- **WHAT THE TASK ASKS**:
Write the records out again in full, word for word.

[[ MATERIAL SUPPLIED, beginning ]]

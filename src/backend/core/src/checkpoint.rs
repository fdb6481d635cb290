//! Per-stream progress tracking.
//!
//! Each stream holds the highest sequence known to be consumed. A global
//! watermark tracks the highest sequence recorded on any stream and drives the
//! `should_checkpoint` batching heuristic. `reconcile_checkpoints` yields the
//! point before which history is consumed by every stream.

use serde::{Deserialize, Serialize};
use std::collections::BTreeMap;
use std::sync::atomic::{AtomicI64, Ordering};
use std::sync::Arc;

use crate::registry::KeyedRegistry;
use crate::telemetry::CheckpointMetrics;

/// Returned by `reconcile_checkpoints` when no stream has progressed.
pub const NO_SAFE_POINT: i64 = -1;

pub const DEFAULT_CHECKPOINT_INTERVAL: i64 = 1000;
pub const DEFAULT_MAX_REPORTED_GAPS: usize = 10_000;

/// Checkpoint manager configuration.
#[derive(Debug, Clone, PartialEq, Eq, Serialize, Deserialize)]
pub struct CheckpointConfig {
    /// Sequences past the watermark before a checkpoint should be persisted
    #[serde(default = "default_interval")]
    pub interval: i64,

    /// Upper bound on the gaps returned by a single scan
    #[serde(default = "default_max_reported_gaps")]
    pub max_reported_gaps: usize,
}

impl Default for CheckpointConfig {
    fn default() -> Self {
        Self {
            interval: default_interval(),
            max_reported_gaps: default_max_reported_gaps(),
        }
    }
}

fn default_interval() -> i64 {
    DEFAULT_CHECKPOINT_INTERVAL
}

fn default_max_reported_gaps() -> usize {
    DEFAULT_MAX_REPORTED_GAPS
}

impl CheckpointConfig {
    /// Replace non-positive values with the defaults.
    pub fn normalized(mut self) -> Self {
        if self.interval <= 0 {
            self.interval = DEFAULT_CHECKPOINT_INTERVAL;
        }
        if self.max_reported_gaps == 0 {
            self.max_reported_gaps = DEFAULT_MAX_REPORTED_GAPS;
        }
        self
    }
}

/// Tracks the consumed sequence of every stream.
#[derive(Debug, Default)]
pub struct CheckpointManager {
    config: CheckpointConfig,
    streams: KeyedRegistry<AtomicI64>,
    watermark: AtomicI64,
}

impl CheckpointManager {
    pub fn new(config: CheckpointConfig) -> Self {
        Self {
            config: config.normalized(),
            streams: KeyedRegistry::new(),
            watermark: AtomicI64::new(0),
        }
    }

    pub fn config(&self) -> &CheckpointConfig {
        &self.config
    }

    fn stream(&self, stream_id: &str) -> Arc<AtomicI64> {
        self.streams.get_or_insert_with(stream_id, || AtomicI64::new(0))
    }

    fn raise_watermark(&self, sequence: i64) {
        let previous = self.watermark.fetch_max(sequence, Ordering::AcqRel);
        if sequence > previous {
            CheckpointMetrics::set_watermark(sequence);
        }
    }

    /// Advance `stream_id` to `sequence`. A lower sequence is ignored.
    pub fn record(&self, stream_id: &str, sequence: i64) {
        let previous = self.stream(stream_id).fetch_max(sequence, Ordering::AcqRel);
        if sequence < previous {
            tracing::warn!(
                stream = stream_id,
                current = previous,
                requested = sequence,
                "Ignoring checkpoint regression"
            );
            return;
        }
        self.raise_watermark(sequence);
    }

    /// Set `stream_id` to `sequence` even if that moves it backward.
    ///
    /// Returns false (and changes nothing) for a non-positive sequence; only
    /// `reset` zeroes a stream.
    pub fn force_record(&self, stream_id: &str, sequence: i64) -> bool {
        if sequence <= 0 {
            tracing::warn!(
                stream = stream_id,
                requested = sequence,
                "Refusing to force checkpoint to a non-positive sequence"
            );
            return false;
        }

        let previous = self.stream(stream_id).swap(sequence, Ordering::AcqRel);
        if sequence < previous {
            tracing::info!(
                stream = stream_id,
                from = previous,
                to = sequence,
                "Checkpoint moved backward by override"
            );
        }
        self.raise_watermark(sequence);
        true
    }

    /// Checkpoint for `stream_id`; an unseen stream reads as 0.
    pub fn get_checkpoint(&self, stream_id: &str) -> i64 {
        self.streams
            .get(stream_id)
            .map(|seq| seq.load(Ordering::Acquire))
            .unwrap_or(0)
    }

    /// Highest sequence recorded on any stream.
    pub fn last_sequence(&self) -> i64 {
        self.watermark.load(Ordering::Acquire)
    }

    /// Whether `current` is far enough past the watermark to persist.
    pub fn should_checkpoint(&self, current: i64) -> bool {
        current.saturating_sub(self.last_sequence()) >= self.config.interval
    }

    /// Sequences in `(checkpoint, expected_max]` absent from `sequences`.
    ///
    /// The stream's checkpoint then advances to `expected_max`: the scan
    /// counts as having seen everything up to it. At most
    /// `max_reported_gaps` sequences are returned, lowest first.
    pub fn detect_gaps(&self, stream_id: &str, sequences: &[i64], expected_max: i64) -> Vec<i64> {
        let stream = self.stream(stream_id);
        let checkpoint = stream.load(Ordering::Acquire);
        if expected_max <= checkpoint {
            return Vec::new();
        }

        let mut seen: Vec<i64> = sequences
            .iter()
            .copied()
            .filter(|seq| *seq > checkpoint && *seq <= expected_max)
            .collect();
        seen.sort_unstable();
        seen.dedup();

        let limit = self.config.max_reported_gaps;
        let mut gaps = Vec::new();
        let mut next = checkpoint + 1;
        for seq in seen.into_iter().chain(std::iter::once(expected_max.saturating_add(1))) {
            while next < seq && gaps.len() < limit {
                gaps.push(next);
                next += 1;
            }
            if gaps.len() >= limit {
                break;
            }
            next = seq.saturating_add(1);
        }

        stream.fetch_max(expected_max, Ordering::AcqRel);
        self.raise_watermark(expected_max);

        CheckpointMetrics::record_gaps(stream_id, gaps.len());
        if !gaps.is_empty() {
            tracing::debug!(
                stream = stream_id,
                from = checkpoint,
                to = expected_max,
                missing = gaps.len(),
                "Sequence gaps detected"
            );
        }

        gaps
    }

    /// Lowest non-zero checkpoint across streams, or `NO_SAFE_POINT`.
    pub fn reconcile_checkpoints(&self) -> i64 {
        self.streams
            .snapshot()
            .values()
            .map(|seq| seq.load(Ordering::Acquire))
            .filter(|seq| *seq != 0)
            .min()
            .unwrap_or(NO_SAFE_POINT)
    }

    /// Checkpoint of every tracked stream, ordered by stream id.
    pub fn checkpoints(&self) -> BTreeMap<String, i64> {
        self.streams
            .snapshot()
            .into_iter()
            .map(|(id, seq)| (id, seq.load(Ordering::Acquire)))
            .collect()
    }

    pub fn stream_count(&self) -> usize {
        self.streams.len()
    }

    /// Forget every stream and zero the watermark.
    pub fn reset(&self) {
        self.streams.clear();
        self.watermark.store(0, Ordering::Release);
        CheckpointMetrics::set_watermark(0);
        tracing::info!("Checkpoints reset");
    }
}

[[ MATERIAL SUPPLIED, end ]]

- **TASK ANSWER**:
filename src/backend/core/src/checkpoint.rs
repository fdb6481d635cb290
//! Per-stream progress tracking.
//!
//! Each stream holds the highest sequence known to be consumed. A global
//! watermark tracks the highest sequence recorded on any stream and drives the
//! `should_checkpoint` batching heuristic. `reconcile_checkpoints` yields the
//! point before which history is consumed by every stream.

use serde::{Deserialize, Serialize};
use std::collections::BTreeMap;
use std::sync::atomic::{AtomicI64, Ordering};
use std::sync::Arc;

use crate::registry::KeyedRegistry;
use crate::telemetry::CheckpointMetrics;

/// Returned by `reconcile_checkpoints` when no stream has progressed.
pub const NO_SAFE_POINT: i64 = -1;

pub const DEFAULT_CHECKPOINT_INTERVAL: i64 = 1000;
pub const DEFAULT_MAX_REPORTED_GAPS: usize = 10_000;

/// Checkpoint manager configuration.
#[derive(Debug, Clone, PartialEq, Eq, Serialize, Deserialize)]
pub struct CheckpointConfig {
    /// Sequences past the watermark before a checkpoint should be persisted
    #[serde(default = "default_interval")]
    pub interval: i64,

    /// Upper bound on the gaps returned by a single scan
    #[serde(default = "default_max_reported_gaps")]
    pub max_reported_gaps: usize,
}

impl Default for CheckpointConfig {
    fn default() -> Self {
        Self {
            interval: default_interval(),
            max_reported_gaps: default_max_reported_gaps(),
        }
    }
}

fn default_interval() -> i64 {
    DEFAULT_CHECKPOINT_INTERVAL
}

fn default_max_reported_gaps() -> usize {
    DEFAULT_MAX_REPORTED_GAPS
}

impl CheckpointConfig {
    /// Replace non-positive values with the defaults.
    pub fn normalized(mut self) -> Self {
        if self.interval <= 0 {
            self.interval = DEFAULT_CHECKPOINT_INTERVAL;
        }
        if self.max_reported_gaps == 0 {
            self.max_reported_gaps = DEFAULT_MAX_REPORTED_GAPS;
        }
        self
    }
}

/// Tracks the consumed sequence of every stream.
#[derive(Debug, Default)]
pub struct CheckpointManager {
    config: CheckpointConfig,
    streams: KeyedRegistry<AtomicI64>,
    watermark: AtomicI64,
}

impl CheckpointManager {
    pub fn new(config: CheckpointConfig) -> Self {
        Self {
            config: config.normalized(),
            streams: KeyedRegistry::new(),
            watermark: AtomicI64::new(0),
        }
    }

    pub fn config(&self) -> &CheckpointConfig {
        &self.config
    }

    fn stream(&self, stream_id: &str) -> Arc<AtomicI64> {
        self.streams.get_or_insert_with(stream_id, || AtomicI64::new(0))
    }

    fn raise_watermark(&self, sequence: i64) {
        let previous = self.watermark.fetch_max(sequence, Ordering::AcqRel);
        if sequence > previous {
            CheckpointMetrics::set_watermark(sequence);
        }
    }

    /// Advance `stream_id` to `sequence`. A lower sequence is ignored.
    pub fn record(&self, stream_id: &str, sequence: i64) {
        let previous = self.stream(stream_id).fetch_max(sequence, Ordering::AcqRel);
        if sequence < previous {
            tracing::warn!(
                stream = stream_id,
                current = previous,
                requested = sequence,
                "Ignoring checkpoint regression"
            );
            return;
        }
        self.raise_watermark(sequence);
    }

    /// Set `stream_id` to `sequence` even if that moves it backward.
    ///
    /// Returns false (and changes nothing) for a non-positive sequence; only
    /// `reset` zeroes a stream.
    pub fn force_record(&self, stream_id: &str, sequence: i64) -> bool {
        if sequence <= 0 {
            tracing::warn!(
                stream = stream_id,
                requested = sequence,
                "Refusing to force checkpoint to a non-positive sequence"
            );
            return false;
        }

        let previous = self.stream(stream_id).swap(sequence, Ordering::AcqRel);
        if sequence < previous {
            tracing::info!(
                stream = stream_id,
                from = previous,
                to = sequence,
                "Checkpoint moved backward by override"
            );
        }
        self.raise_watermark(sequence);
        true
    }

    /// Checkpoint for `stream_id`; an unseen stream reads as 0.
    pub fn get_checkpoint(&self, stream_id: &str) -> i64 {
        self.streams
            .get(stream_id)
            .map(|seq| seq.load(Ordering::Acquire))
            .unwrap_or(0)
    }

    /// Highest sequence recorded on any stream.
    pub fn last_sequence(&self) -> i64 {
        self.watermark.load(Ordering::Acquire)
    }

    /// Whether `current` is far enough past the watermark to persist.
    pub fn should_checkpoint(&self, current: i64) -> bool {
        current.saturating_sub(self.last_sequence()) >= self.config.interval
    }

    /// Sequences in `(checkpoint, expected_max]` absent from `sequences`.
    ///
    /// The stream's checkpoint then advances to `expected_max`: the scan
    /// counts as having seen everything up to it. At most
    /// `max_reported_gaps` sequences are returned, lowest first.
    pub fn detect_gaps(&self, stream_id: &str, sequences: &[i64], expected_max: i64) -> Vec<i64> {
        let stream = self.stream(stream_id);
        let checkpoint = stream.load(Ordering::Acquire);
        if expected_max <= checkpoint {
            return Vec::new();
        }

        let mut seen: Vec<i64> = sequences
            .iter()
            .copied()
            .filter(|seq| *seq > checkpoint && *seq <= expected_max)
            .collect();
        seen.sort_unstable();
        seen.dedup();

        let limit = self.config.max_reported_gaps;
        let mut gaps = Vec::new();
        let mut next = checkpoint + 1;
        for seq in seen.into_iter().chain(std::iter::once(expected_max.saturating_add(1))) {
            while next < seq && gaps.len() < limit {
                gaps.push(next);
                next += 1;
            }
            if gaps.len() >= limit {
                break;
            }
            next = seq.saturating_add(1);
        }

        stream.fetch_max(expected_max, Ordering::AcqRel);
        self.raise_watermark(expected_max);

        CheckpointMetrics::record_gaps(stream_id, gaps.len());
        if !gaps.is_empty() {
            tracing::debug!(
                stream = stream_id,
                from = checkpoint,
                to = expected_max,
                missing = gaps.len(),
                "Sequence gaps detected"
            );
        }

        gaps
    }

    /// Lowest non-zero checkpoint across streams, or `NO_SAFE_POINT`.
    pub fn reconcile_checkpoints(&self) -> i64 {
        self.streams
            .snapshot()
            .values()
            .map(|seq| seq.load(Ordering::Acquire))
            .filter(|seq| *seq != 0)
            .min()
            .unwrap_or(NO_SAFE_POINT)
    }

    /// Checkpoint of every tracked stream, ordered by stream id.
    pub fn checkpoints(&self) -> BTreeMap<String, i64> {
        self.streams
            .snapshot()
            .into_iter()
            .map(|(id, seq)| (id, seq.load(Ordering::Acquire)))
            .collect()
    }

    pub fn stream_count(&self) -> usize {
        self.streams.len()
    }

    /// Forget every stream and zero the watermark.
    pub fn reset(&self) {
        self.streams.clear();
        self.watermark.store(0, Ordering::Release);
        CheckpointMetrics::set_watermark(0);
        tracing::info!("Checkpoints reset");
    }
}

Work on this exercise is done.